Submission Fees: A Manifesto of Sorts

C. Dale Young has a poll going on at his blog asking what, if anything, we various and varied poets would be willing to pay to submit poems to a journal electronically. The comment stream is long and full of thought-out and reasoned opinions. Based on the results of the poll, an overwhelming majority would be unwilling to pay any fee at all. I lean that way myself, and I’m trying to organize my thoughts to explain why.

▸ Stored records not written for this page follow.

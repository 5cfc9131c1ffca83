//! Entry point for a brand-new organizer-authored scheduling object (spec
//! C4's initial `REQUEST`, scenario S1).

use crate::scheduling::{ItipError, ItipMessage, itip::itip_finalize, organizer::organizer_request_full, snapshot::itip_snapshot};
use calcard::icalendar::ICalendar;

pub fn itip_create(
    prod_id: &str,
    ical: &mut ICalendar,
    account_emails: &[String],
) -> Result<Vec<ItipMessage<ICalendar>>, ItipError> {
    let itip = itip_snapshot(ical, account_emails, false)?;
    if !itip.organizer.is_server_scheduling {
        Err(ItipError::OtherSchedulingAgent)
    } else if !itip.organizer.email.is_local {
        Err(ItipError::NotOrganizer)
    } else {
        let mut sequences = Vec::new();
        organizer_request_full(prod_id, ical, &itip, Some(&mut sequences), true)
            .inspect(|_| itip_finalize(ical, &sequences))
    }
}
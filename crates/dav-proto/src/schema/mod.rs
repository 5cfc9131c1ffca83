pub mod request;
pub mod response;

use std::fmt::Display;

/// `href` element content: a server-relative path, e.g. `/cal/jdoe/`.
#[derive(Debug, Clone, PartialEq, Eq)]
pub struct Href(pub String);

impl Display for Href {
    fn fmt(&self, f: &mut std::fmt::Formatter<'_>) -> std::fmt::Result {
        use crate::responses::XmlEscape;

        write!(f, "<A:href>")?;
        self.0.write_escaped_to(f)?;
        write!(f, "</A:href>")
    }
}

/// Namespace declarations for the root element of a response document.
/// Only the CalDAV scheduling namespace is ever needed here; WebDAV's
/// base `DAV:` namespace is bound to the `A:` prefix unconditionally.
#[derive(Debug, Clone, Copy)]
pub struct Namespaces {
    pub caldav: bool,
}

impl Display for Namespaces {
    fn fmt(&self, f: &mut std::fmt::Formatter<'_>) -> std::fmt::Result {
        write!(f, "xmlns:A=\"DAV:\"")?;
        if self.caldav {
            write!(f, " xmlns:B=\"urn:ietf:params:xml:ns:caldav\"")?;
        }
        Ok(())
    }
}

  1. One argument for fees is that $3 is what you would pay for a postal submission anyway, why not put that money toward supporting a journal? To which I say, Wha?! Maybe in your spendthrift universe, but not here!  I just bought two reams of paper for a penny per, and I’ll make them last, too. Toner was more, but still purchased at a bargain.
  2. And if you want to argue that time is money, it’s actually quicker to print up a hard copy submission than it is to copy & paste different poems into a single new document to upload to a submission manager or attach to an email. I do it because it saves me money in postage.
  3. And what makes submitting online so free, anyway? I’m paying a goodly amount per month for my internet connection, more than I ever spent on stamps. I do so because it makes my job and home office possible, and endlessly enriches my poetry community. It’s a necessity these days. But it’s sure not free.
  4. The idea of paying a fee for the honor of a form rejection rankles. A lot.
  5. Would this mean that journals would start paying for poems in cash money instead of comp copies? Somehow I doubt it. I’ve never minded receiving comps as payment for my poems — I’m a fan of the journals that publish my poems. To my mind, it’s a deal we’ve struck: I won’t charge you for printing my poems, and you don’t charge me for reading them. Without submissions, a journal would have little to print.
  6. Subscriptions and donations are how a journal should raise money. Reading fees are coerced donations and feel predatory. And punitive.
  7. And for those of you who say, But $1-3 isn’t too much to ask to support a journal you like, $1-3 adds up! How lovely for you if you can afford to spend money on air, but when I send a journal a check, I like to receive an issue in return. For those of you who have that marvelous, ephemeral thing known as “discretionary” or “disposable” income, I’ll put that $1-3 in perspective for you: my 18 month old’s primary food group is yogurt, he eats two 6 oz. containers a day. On a sale day I can find his favorite for 49¢. For $1 I could put him in yogurt for a day, for $3, three days. That’s not nothing to me.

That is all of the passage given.